Sleep meditation with Lori Schwanbeck
Lori Schwanbeck, co-founded Mindfulness Therapy Associates, a San Francisco based coaching and psychotherapy practice. Lori began her career in consumer product marketing and grew from designing marketing campaigns into focusing on human flourishing. She is a senior teacher and program designer at the Search Inside Yourself Leadership Institute (previously run by Google) and facilitates mindfulness and emotional intelligence trainings internationally in corporate, healthcare, education, and government settings. In addition, Lori facilitates programs for other organizations including: Wisdom Labs, Purpose Blue, and Mindfulness Rx.
Bonus: This meditation is available for you to download and keep.
RAIN Meditation with Dr Tara Brach
Dr. Tara Brach is a Clinical Psychologist whose teachings blend Western psychology and Eastern spiritual practices, mindful attention to our inner life, and a full, compassionate engagement with our world. Tara founded the Insight Meditation Community of Washington, DC (IMCW), which is now one of the largest and most dynamic non-residential meditation centers in the United States. Tara’s podcast receives over 3 million downloads each month. She is also the author of the books Radical Acceptance, True Refuge: Finding Peace & Freedom in Your Own Awakened Heart and Radical Compassion: Learning to Love Yourself and Your World with the Practice of R.A.I.N.
RAIN: A Mindful emotion practice
I love to draw on Tara Brach’s work in the area of compassion. She does an excellent exercise to help us develop the skills of self-compassion.
Here is an extract from Tara Brach’s book, “Radical Compassion”. If you’ve practised this before, please practise again as I find that it’s hard to remember to pause and do this regularly even though we can be so familiar with it. Repetition is key to integration.
The RAIN exercise:
The acronym RAIN is an easy-to-remember tool for bringing mindfulness and compassion to emotional difficulty.
Recognise what is going on;
Allow the experience to be there, just as it is;
Investigate with interest and care;
Nurture with self-compassion.
You can take your time and explore RAIN as a stand-alone meditation or move through the steps whenever challenging feelings arise.
R—Recognise what’s going on.
Recognising means consciously acknowledging, in any given moment, the thoughts, feelings, and behaviours that are affecting you. This can be done with a simple mental whisper, noting what you are most aware of.

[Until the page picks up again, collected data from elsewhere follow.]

use lazy_static::lazy_static;
use regex::{Captures, Match, Regex};
use serde::{Serialize, Deserialize};

use crate::error::{Result, ScopeError};
use crate::session::Session;

lazy_static! {
	static ref IDN_RE: Regex = Regex::new("([^,]+),([^,]+),([^,]+),([^,\\s]+)").unwrap();
}

pub mod export;
pub mod measurement;

pub use measurement::{Measurement, UnitKind, ALL_MEASUREMENTS};

pub const CHANNEL_COUNT:u8 = 4;

pub struct DSOX1000<S:Session> {
	session: S,
	pub state: Option<State>,
}

#[derive(Debug, Serialize, Deserialize)]
pub struct State {
	pub manufacturer: String,
	pub model: String,
	pub serial_num: String,
	pub fw_version: String,
	pub timebase: TimebaseState,
	pub trigger: TriggerState,
	// One record per analog channel, indexed by channel number minus one
	pub channels: [ChannelState; 4],
}

#[derive(Debug, Clone, PartialEq, Serialize, Deserialize)]
pub struct ChannelState {
	pub display: bool,
	pub coupling: Coupling,
	pub bw_limit: bool,
	pub invert: bool,
	pub probe: f64,
	pub scale_v: f64,
	pub offset_v: f64,
}

#[derive(Debug, Clone, PartialEq, Serialize, Deserialize)]
pub struct TimebaseState {
	pub mode: TimebaseMode,
	pub scale_s: f64,
	pub position_s: f64,
}

#[derive(Debug, Clone, PartialEq, Serialize, Deserialize)]
pub struct TriggerState {
	pub source: TriggerSource,
	pub slope: Slope,
	// None when the source is LINE, which has no coupling or level
	pub coupling: Option<TriggerCoupling>,
	pub level_v: Option<f64>,
	pub sweep: Sweep,
	pub holdoff_s: f64,
}

// Requested edge-trigger setup, applied with apply_trigger
#[derive(Debug, Clone, PartialEq, Serialize, Deserialize)]
pub struct EdgeTrigger {
	pub source: TriggerSource,
	pub level_v: f64,
	pub slope: Slope,
	pub coupling: TriggerCoupling,
	pub sweep: Sweep,
	pub holdoff_s: Option<f64>,
}

#[derive(Debug, Clone, Copy, PartialEq, Eq, Serialize, Deserialize)]
pub enum Coupling { Ac, Dc }

#[derive(Debug, Clone, Copy, PartialEq, Eq, Serialize, Deserialize)]
pub enum Slope { Positive, Negative }

#[derive(Debug, Clone, Copy, PartialEq, Eq, Serialize, Deserialize)]
pub enum Sweep { Auto, Normal }

#[derive(Debug, Clone, Copy, PartialEq, Eq, Serialize, Deserialize)]
pub enum TriggerSource { Channel(u8), External, Line }

#[derive(Debug, Clone, Copy, PartialEq, Eq, Serialize, Deserialize)]
pub enum TriggerCoupling { Dc, Ac, LfReject, HfReject }

#[derive(Debug, Clone, Copy, PartialEq, Eq, Serialize, Deserialize)]
pub enum TimebaseMode { Main, Window }

#[derive(Debug, Clone, Copy, PartialEq, Eq, Serialize, Deserialize)]
pub enum TimebaseReference { Left, Center, Right }

#[derive(Debug, Clone, Copy, PartialEq, Eq, Serialize, Deserialize)]
pub enum MeasWindow { Auto, Main, Zoom }

impl Coupling {
	pub fn as_scpi(&self) -> &'static str {
		match self { Coupling::Ac => "AC", Coupling::Dc => "DC" }
	}
	pub fn from_reply(reply:&str) -> Result<Self> {
		match reply.trim() {
			"AC"  => Ok(Coupling::Ac),
			"DC"  => Ok(Coupling::Dc),
			other => Err(ScopeError::Parse(format!("unrecognized coupling {:?}", other))),
		}
	}
}

impl Slope {
	pub fn as_scpi(&self) -> &'static str {
		match self { Slope::Positive => "POS", Slope::Negative => "NEG" }
	}
	pub fn from_reply(reply:&str) -> Result<Self> {
		match reply.trim() {
			"POS"  => Ok(Slope::Positive),
			"NEG"  => Ok(Slope::Negative),
			other  => Err(ScopeError::Parse(format!("unrecognized slope {:?}", other))),
		}
	}
}

impl Sweep {
	pub fn as_scpi(&self) -> &'static str {
		match self { Sweep::Auto => "AUTO", Sweep::Normal => "NORM" }
	}
	pub fn from_reply(reply:&str) -> Result<Self> {
		match reply.trim() {
			"AUTO" => Ok(Sweep::Auto),
			"NORM" => Ok(Sweep::Normal),
			other  => Err(ScopeError::Parse(format!("unrecognized sweep {:?}", other))),
		}
	}
}

impl TriggerSource {
	pub fn as_scpi(&self) -> String {
		match self {
			TriggerSource::Channel(n) => format!("CHAN{}", n),
			TriggerSource::External   => "EXT".to_string(),
			TriggerSource::Line       => "LINE".to_string(),
		}
	}
	pub fn from_reply(reply:&str) -> Result<Self> {
		let r:&str = reply.trim();
		if let Some(rest) = r.strip_prefix("CHAN") {
			let n:u8 = rest.parse().map_err(|_| ScopeError::Parse(format!("unrecognized trigger source {:?}", r)))?;
			chan_ok(n)?;
			return Ok(TriggerSource::Channel(n));
		}
		match r {
			"EXT"  => Ok(TriggerSource::External),
			"LINE" => Ok(TriggerSource::Line),
			other  => Err(ScopeError::Parse(format!("unrecognized trigger source {:?}", other))),
		}
	}
}

impl TriggerCoupling {
	pub fn as_scpi(&self) -> &'static str {
		match self {
			TriggerCoupling::Dc       => "DC",
			TriggerCoupling::Ac       => "AC",
			TriggerCoupling::LfReject => "LFReject",
			TriggerCoupling::HfReject => "HFReject",
		}
	}
	pub fn from_reply(reply:&str) -> Result<Self> {
		match reply.trim() {
			"DC"   => Ok(TriggerCoupling::Dc),
			"AC"   => Ok(TriggerCoupling::Ac),
			"LFR"  | "LFReject" => Ok(TriggerCoupling::LfReject),
			"HFR"  | "HFReject" => Ok(TriggerCoupling::HfReject),
			other  => Err(ScopeError::Parse(format!("unrecognized trigger coupling {:?}", other))),
		}
	}
}

impl TimebaseMode {
	pub fn from_reply(reply:&str) -> Result<Self> {
		match reply.trim() {
			"MAIN" => Ok(TimebaseMode::Main),
			"WIND" => Ok(TimebaseMode::Window),
			other  => Err(ScopeError::Parse(format!("unrecognized timebase mode {:?}", other))),
		}
	}
}

impl TimebaseReference {
	pub fn as_scpi(&self) -> &'static str {
		match self {
			TimebaseReference::Left   => "LEFT",
			TimebaseReference::Center => "CENTer",
			TimebaseReference::Right  => "RIGHt",
		}
	}
}

impl MeasWindow {
	pub fn as_scpi(&self) -> &'static str {
		match self {
			MeasWindow::Auto => "AUTO",
			MeasWindow::Main => "MAIN",
			MeasWindow::Zoom => "ZOOM",
		}
	}
}

fn match_str(opt_match:Option<Match>, err:&str) -> Result<String> {
	match opt_match {
		Some(m) => Ok(m.as_str().to_owned()),
		None    => Err(ScopeError::Parse(err.to_string())),
	}
}

pub(crate) fn chan_ok(n:u8) -> Result<()> {
	if n < 1 || n > CHANNEL_COUNT { Err(ScopeError::Channel(n)) }
	else { Ok(()) }
}

fn bool_from_reply(reply:&str) -> Result<bool> {
	match reply.trim() {
		"1" | "ON"  => Ok(true),
		"0" | "OFF" => Ok(false),
		other => Err(ScopeError::Parse(format!("expected a boolean reply, got {:?}", other))),
	}
}

fn on_off(b:bool) -> &'static str {
	if b { "ON" } else { "OFF" }
}

impl<S:Session> DSOX1000<S> {

	pub fn new(session:S) -> Result<Self> {
		let mut dev = Self{ session, state: None };

		let idn:String = dev.query("*IDN?")?;
		let upper:String = idn.to_uppercase();
		if !upper.contains("KEYSIGHT") && !upper.contains("AGILENT") {
			return Err(ScopeError::Device(format!("connected instrument does not identify as a Keysight scope: {}", idn.trim())));
		}

		Ok(dev)
	}

	// Escape hatches for commands without a dedicated method
	pub fn write(&mut self, cmd:&str) -> Result<()> { self.session.write_line(cmd) }

	pub fn query(&mut self, cmd:&str) -> Result<String> { self.session.query(cmd) }

	pub fn query_f64(&mut self, cmd:&str) -> Result<f64> {
		let reply:String = self.query(cmd)?;
		reply.trim().parse::<f64>()
			.map_err(|_| ScopeError::Parse(format!("reply {:?} to {:?} is not numeric", reply, cmd)))
	}

	pub fn session_mut(&mut self) -> &mut S { &mut self.session }

	pub fn get_full_state(&mut self) -> Result<State> {
		let idn:String = self.query("*IDN?")?;
		let caps:Captures = IDN_RE.captures(&idn)
			.ok_or_else(|| ScopeError::Parse(format!("unparseable *IDN? reply: {:?}", idn)))?;
		let manufacturer:String = match_str(caps.get(1), "no match for manufacturer")?;
		let model:String        = match_str(caps.get(2), "no match for model")?;
		let serial_num:String   = match_str(caps.get(3), "no match for serial_num")?;
		let fw_version:String   = match_str(caps.get(4), "no match for fw_version")?;

		let timebase:TimebaseState = self.read_timebase()?;
		let trigger:TriggerState   = self.read_trigger()?;

		let channels:[ChannelState; 4] = [
			self.read_channel(1)?,
			self.read_channel(2)?,
			self.read_channel(3)?,
			self.read_channel(4)?,
		];

		let state = State{ manufacturer, model, serial_num, fw_version, timebase, trigger, channels };
		Ok(state)
	}

	// --- Timebase ---

	pub fn read_timebase(&mut self) -> Result<TimebaseState> {
		let mode = TimebaseMode::from_reply(&self.query(":TIM:MODE?")?)?;
		let scale_s:f64 = self.query_f64(":TIM:SCAL?")?;
		let position_s:f64 = self.query_f64(":TIM:POS?")?;
		Ok(TimebaseState{ mode, scale_s, position_s })
	}

	// Returns the scale and position the scope actually settled on, which may
	// be coerced to the nearest supported setting
	pub fn set_main_timebase(&mut self, scale_s:f64, reference:TimebaseReference, position_s:Option<f64>) -> Result<(f64, f64)> {
		self.write(":TIM:MODE MAIN")?;
		self.write(&format!(":TIM:SCAL {}", scale_s))?;
		self.write(&format!(":TIM:REF {}", reference.as_scpi()))?;
		if let Some(pos) = position_s {
			self.write(&format!(":TIM:POS {}", pos))?;
		}

		let got_scale:f64 = self.query_f64(":TIM:SCAL?")?;
		let got_pos:f64   = self.query_f64(":TIM:POS?")?;
		Ok((got_scale, got_pos))
	}

	// The zoom window must stay at or below half the MAIN scale.  With
	// auto_main the MAIN scale is widened to make room; otherwise a too-large
	// zoom is an error.  Returns (zoom scale, MAIN scale) as settled.
	pub fn set_zoom_timebase(&mut self, scale_s:f64, position_s:Option<f64>, auto_main:bool) -> Result<(f64, f64)> {
		let mut main_scale:f64 = self.query_f64(":TIM:SCAL?")?;

		if main_scale < 2.0 * scale_s {
			if auto_main {
				self.write(&format!(":TIM:SCAL {}", 2.0 * scale_s))?;
				main_scale = 2.0 * scale_s;
			} else {
				return Err(ScopeError::Range{ what: "zoom timebase scale", value: scale_s, min: 0.0, max: main_scale / 2.0 });
			}
		}

		self.write(":TIM:MODE WIND")?;
		self.write(&format!(":TIM:WIND:SCAL {}", scale_s))?;
		if let Some(pos) = position_s {
			self.write(&format!(":TIM:WIND:POS {}", pos))?;
		}

		let got_zoom:f64 = self.query_f64(":TIM:WIND:SCAL?")?;
		Ok((got_zoom, main_scale))
	}

	// --- Acquisition one-liners ---

	pub fn run(&mut self) -> Result<()> { self.write(":RUN") }

	pub fn stop(&mut self) -> Result<()> { self.write(":STOP") }

	pub fn single(&mut self) -> Result<()> { self.write(":SINGle") }

	pub fn autoscale(&mut self) -> Result<()> { self.write(":AUToscale") }

	pub fn default_setup(&mut self) -> Result<()> { self.write("*RST") }

	// Best-effort recovery after a desynchronized exchange, e.g. an aborted
	// block transfer: flush whatever is still in flight, then clear the
	// status registers
	pub fn device_clear(&mut self) -> Result<()> {
		for _ in 0..8 {
			if self.session.read_available(4096)?.is_empty() {
				break;
			}
		}
		self.write("*CLS")
	}

	// --- Vertical ---

	pub fn read_channel(&mut self, chan_num:u8) -> Result<ChannelState> {
		chan_ok(chan_num)?;
		let ch:String = format!(":CHAN{}", chan_num);

		let display:bool  = bool_from_reply(&self.query(&format!("{}:DISP?", ch))?)?;
		let coupling      = Coupling::from_reply(&self.query(&format!("{}:COUP?", ch))?)?;
		let bw_limit:bool = bool_from_reply(&self.query(&format!("{}:BWL?", ch))?)?;
		let invert:bool   = bool_from_reply(&self.query(&format!("{}:INV?", ch))?)?;
		let scale_v:f64   = self.query_f64(&format!("{}:SCAL?", ch))?;
		let offset_v:f64  = self.query_f64(&format!("{}:OFFS?", ch))?;
		let probe:f64     = self.query_f64(&format!("{}:PROB?", ch))?;

		Ok(ChannelState{ display, coupling, bw_limit, invert, probe, scale_v, offset_v })
	}

	// Applies every vertical setting for one channel, then reads the channel
	// back so the caller sees what the scope actually accepted
	pub fn apply_channel(&mut self, chan_num:u8, cfg:&ChannelState) -> Result<ChannelState> {
		chan_ok(chan_num)?;
		let ch:String = format!(":CHAN{}", chan_num);

		self.write(&format!("{}:DISP {}", ch, on_off(cfg.display)))?;
		self.write(&format!("{}:COUP {}", ch, cfg.coupling.as_scpi()))?;
		self.write(&format!("{}:BWL {}", ch, on_off(cfg.bw_limit)))?;
		self.write(&format!("{}:INV {}", ch, on_off(cfg.invert)))?;
		self.write(&format!("{}:PROB {}", ch, cfg.probe))?;
		self.write(&format!("{}:SCAL {}", ch, cfg.scale_v))?;
		self.write(&format!("{}:OFFS {}", ch, cfg.offset_v))?;

		self.read_channel(chan_num)
	}

	// --- Trigger ---

	pub fn read_trigger(&mut self) -> Result<TriggerState> {
		let source = TriggerSource::from_reply(&self.query(":TRIG:EDGE:SOUR?")?)?;
		let slope  = Slope::from_reply(&self.query(":TRIG:EDGE:SLOP?")?)?;

		let (coupling, level_v) = if source == TriggerSource::Line {
			(None, None)
		} else {
			let coup = TriggerCoupling::from_reply(&self.query(":TRIG:EDGE:COUP?")?)?;
			// Per-source query form first; older firmware only honors the
			// global form
			let lev:f64 = match self.query_f64(&format!(":TRIG:LEV? {}", source.as_scpi())) {
				Ok(v)  => v,
				Err(_) => self.query_f64(":TRIG:LEV?")?,
			};
			(Some(coup), Some(lev))
		};

		let sweep = Sweep::from_reply(&self.query(":TRIG:SWEEP?")?)?;
		let holdoff_s:f64 = self.query_f64(":TRIG:HOLD?")?;

		Ok(TriggerState{ source, slope, coupling, level_v, sweep, holdoff_s })
	}

	pub fn apply_trigger(&mut self, trig:&EdgeTrigger) -> Result<TriggerState> {
		self.write(":TRIG:MODE EDGE")?;
		self.write(&format!(":TRIG:EDGE:SOUR {}", trig.source.as_scpi()))?;
		self.write(&format!(":TRIG:EDGE:SLOP {}", trig.slope.as_scpi()))?;

		// LINE triggering has neither coupling nor level
		if trig.source != TriggerSource::Line {
			self.write(&format!(":TRIG:EDGE:COUP {}", trig.coupling.as_scpi()))?;
			self.write(&format!(":TRIG:LEV {},{}", trig.source.as_scpi(), trig.level_v))?;
		}

		self.write(&format!(":TRIG:SWEEP {}", trig.sweep.as_scpi()))?;

		if let Some(hold) = trig.holdoff_s {
			// zero or negative holdoff means "leave unchanged"
			if hold > 0.0 {
				self.write(&format!(":TRIG:HOLD {}", hold))?;
			}
		}

		self.read_trigger()
	}

	// --- Measurements ---

	pub fn set_measurement_window(&mut self, window:MeasWindow) -> Result<()> {
		self.write(&format!(":MEAS:WIND {}", window.as_scpi()))
	}

	pub fn install_measurement(&mut self, meas:Measurement, source:Option<u8>) -> Result<()> {
		match source {
			Some(n) => {
				chan_ok(n)?;
				self.write(&format!(":MEAS:{} CHAN{}", meas.scpi_leaf(), n))
			},
			None => self.write(&format!(":MEAS:{}", meas.scpi_leaf())),
		}
	}

	pub fn read_measurement(&mut self, meas:Measurement, source:Option<u8>) -> Result<f64> {
		match source {
			Some(n) => {
				chan_ok(n)?;
				self.query_f64(&format!(":MEAS:{}? CHAN{}", meas.scpi_leaf(), n))
			},
			None => self.query_f64(&format!(":MEAS:{}?", meas.scpi_leaf())),
		}
	}

	// Clears every installed measurement from the scope display
	pub fn clear_measurements(&mut self) -> Result<()> {
		self.write(":MEAS:CLEar")
	}

}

A—Allow the experience to be there, just as it is.
Allowing means letting the thoughts, emotions, feelings, or sensations you have recognised simply be there, without trying to fix or avoid anything.
You might recognise fear, and allow it by mentally whispering, “it’s okay”, “this belongs”, or “yes”.
Allowing creates a pause that makes it possible to deepen attention.
I—Investigate with interest and care.
To investigate, call on your natural curiosity—the desire to know truth—and direct a more focused attention to your present experience.
You might ask yourself: “What most wants attention? How am I experiencing this in my body? What am I believing? What does this vulnerable place want from me? What does it most need?”
Whatever the inquiry, your investigation will be most transformational if you step away from conceptualising and bring your primary attention to the felt-sense in the body.
N—Nurture with self-compassion.
Self-compassion begins to naturally arise in the moments that you recognize you are suffering. It comes into fullness as you intentionally nurture your inner life with self-care.
To do this, try to sense what the wounded, frightened or hurting place inside you most needs, and then offer some gesture of active care that might address this need. Does it need a message of reassurance? Of forgiveness? Of companionship? Of love?
Experiment and see which intentional gesture of kindness most helps to comfort, soften, or open your heart. It might be the mental whisper, “I’m here with you. I’m sorry, and I love you. I love you, and I’m listening. It’s not your fault. Trust in your goodness.”
In addition to a whispered message of care, many people find healing by gently placing a hand on the heart or cheek, or by envisioning being bathed in or embraced by warm, radiant light. If it feels difficult to offer yourself love, bring to mind a loving being—a spiritual figure, family member, friend, or pet—and imagine that being’s love and wisdom flowing into you.
After the RAIN:
When you’ve completed the active steps of RAIN, it’s important to notice the quality of your own presence and rest in that wakeful, tender space of awareness.
The fruit of RAIN is realising that you are no longer imprisoned in or identified with any limiting sense of self. Give yourself the gift of becoming familiar with the truth and natural freedom of your being; it is mysterious and precious!